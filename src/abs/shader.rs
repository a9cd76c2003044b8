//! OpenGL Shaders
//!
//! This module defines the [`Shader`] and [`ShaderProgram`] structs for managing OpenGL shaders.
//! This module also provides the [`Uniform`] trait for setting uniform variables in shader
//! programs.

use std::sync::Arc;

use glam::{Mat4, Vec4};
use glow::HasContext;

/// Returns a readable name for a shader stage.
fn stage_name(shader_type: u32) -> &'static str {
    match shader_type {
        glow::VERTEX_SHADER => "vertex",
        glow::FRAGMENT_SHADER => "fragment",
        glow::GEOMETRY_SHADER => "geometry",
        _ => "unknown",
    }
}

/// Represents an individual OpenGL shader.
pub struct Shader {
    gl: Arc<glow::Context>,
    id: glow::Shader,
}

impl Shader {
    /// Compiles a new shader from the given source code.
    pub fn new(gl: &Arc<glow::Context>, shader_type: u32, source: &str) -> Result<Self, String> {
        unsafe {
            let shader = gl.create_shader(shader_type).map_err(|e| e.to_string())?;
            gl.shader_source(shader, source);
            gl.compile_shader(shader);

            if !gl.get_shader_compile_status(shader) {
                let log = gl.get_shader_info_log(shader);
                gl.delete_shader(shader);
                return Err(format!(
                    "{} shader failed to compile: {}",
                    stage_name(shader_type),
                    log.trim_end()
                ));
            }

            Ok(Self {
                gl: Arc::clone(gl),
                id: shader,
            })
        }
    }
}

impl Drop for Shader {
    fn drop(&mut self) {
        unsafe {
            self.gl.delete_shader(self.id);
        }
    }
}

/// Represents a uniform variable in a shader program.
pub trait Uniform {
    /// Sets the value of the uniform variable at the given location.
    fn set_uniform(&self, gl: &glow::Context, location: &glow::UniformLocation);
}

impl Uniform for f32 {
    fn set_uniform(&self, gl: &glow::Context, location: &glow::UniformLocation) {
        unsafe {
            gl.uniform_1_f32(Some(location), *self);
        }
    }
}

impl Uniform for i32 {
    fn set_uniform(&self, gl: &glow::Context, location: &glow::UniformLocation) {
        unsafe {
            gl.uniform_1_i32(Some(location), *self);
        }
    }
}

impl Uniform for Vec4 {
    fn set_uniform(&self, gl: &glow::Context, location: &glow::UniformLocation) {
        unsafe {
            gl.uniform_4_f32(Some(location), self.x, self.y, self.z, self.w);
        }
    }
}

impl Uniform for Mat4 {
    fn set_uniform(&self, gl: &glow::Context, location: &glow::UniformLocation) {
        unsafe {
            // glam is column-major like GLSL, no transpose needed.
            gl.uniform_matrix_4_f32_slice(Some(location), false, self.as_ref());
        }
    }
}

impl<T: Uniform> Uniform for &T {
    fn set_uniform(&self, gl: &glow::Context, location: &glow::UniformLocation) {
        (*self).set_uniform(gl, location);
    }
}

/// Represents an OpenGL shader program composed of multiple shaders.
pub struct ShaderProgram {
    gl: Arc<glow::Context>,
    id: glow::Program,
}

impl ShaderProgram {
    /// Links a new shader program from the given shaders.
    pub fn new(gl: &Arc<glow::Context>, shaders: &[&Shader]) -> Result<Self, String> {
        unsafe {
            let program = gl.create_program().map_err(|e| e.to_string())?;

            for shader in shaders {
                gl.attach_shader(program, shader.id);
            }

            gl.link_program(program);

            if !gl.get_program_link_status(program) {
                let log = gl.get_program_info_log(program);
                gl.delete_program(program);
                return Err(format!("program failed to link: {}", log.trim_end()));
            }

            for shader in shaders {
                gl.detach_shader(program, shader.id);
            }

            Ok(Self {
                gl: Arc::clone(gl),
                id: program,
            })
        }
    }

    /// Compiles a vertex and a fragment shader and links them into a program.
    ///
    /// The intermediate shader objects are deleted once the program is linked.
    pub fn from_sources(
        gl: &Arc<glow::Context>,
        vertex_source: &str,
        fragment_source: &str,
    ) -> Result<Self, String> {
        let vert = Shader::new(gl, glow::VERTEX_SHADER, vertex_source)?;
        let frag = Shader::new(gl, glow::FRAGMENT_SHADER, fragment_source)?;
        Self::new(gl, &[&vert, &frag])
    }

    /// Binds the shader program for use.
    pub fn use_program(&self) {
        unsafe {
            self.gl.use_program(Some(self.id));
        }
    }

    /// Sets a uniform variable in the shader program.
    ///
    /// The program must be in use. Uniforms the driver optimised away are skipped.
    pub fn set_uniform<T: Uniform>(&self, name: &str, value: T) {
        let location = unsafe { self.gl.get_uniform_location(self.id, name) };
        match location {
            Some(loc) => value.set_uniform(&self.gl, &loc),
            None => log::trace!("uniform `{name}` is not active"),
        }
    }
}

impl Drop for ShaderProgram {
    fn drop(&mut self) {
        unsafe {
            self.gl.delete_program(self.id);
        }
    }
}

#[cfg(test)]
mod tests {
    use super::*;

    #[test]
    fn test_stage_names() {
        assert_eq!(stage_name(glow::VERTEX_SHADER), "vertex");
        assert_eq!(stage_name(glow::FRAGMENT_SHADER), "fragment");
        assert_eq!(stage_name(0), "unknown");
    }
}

+ + + + + + +

Exercise goal ::
In the data above, find the line that contains "managing OpenGL shaders." and the line that contains "the given location.". Repeat exactly those lines and every line between them, and only those.

Answer ::
//! This module defines the [`Shader`] and [`ShaderProgram`] structs for managing OpenGL shaders.
//! This module also provides the [`Uniform`] trait for setting uniform variables in shader
//! programs.

use std::sync::Arc;

use glam::{Mat4, Vec4};
use glow::HasContext;

/// Returns a readable name for a shader stage.
fn stage_name(shader_type: u32) -> &'static str {
    match shader_type {
        glow::VERTEX_SHADER => "vertex",
        glow::FRAGMENT_SHADER => "fragment",
        glow::GEOMETRY_SHADER => "geometry",
        _ => "unknown",
    }
}

/// Represents an individual OpenGL shader.
pub struct Shader {
    gl: Arc<glow::Context>,
    id: glow::Shader,
}

impl Shader {
    /// Compiles a new shader from the given source code.
    pub fn new(gl: &Arc<glow::Context>, shader_type: u32, source: &str) -> Result<Self, String> {
        unsafe {
            let shader = gl.create_shader(shader_type).map_err(|e| e.to_string())?;
            gl.shader_source(shader, source);
            gl.compile_shader(shader);

            if !gl.get_shader_compile_status(shader) {
                let log = gl.get_shader_info_log(shader);
                gl.delete_shader(shader);
                return Err(format!(
                    "{} shader failed to compile: {}",
                    stage_name(shader_type),
                    log.trim_end()
                ));
            }

            Ok(Self {
                gl: Arc::clone(gl),
                id: shader,
            })
        }
    }
}

impl Drop for Shader {
    fn drop(&mut self) {
        unsafe {
            self.gl.delete_shader(self.id);
        }
    }
}

/// Represents a uniform variable in a shader program.
pub trait Uniform {
    /// Sets the value of the uniform variable at the given location.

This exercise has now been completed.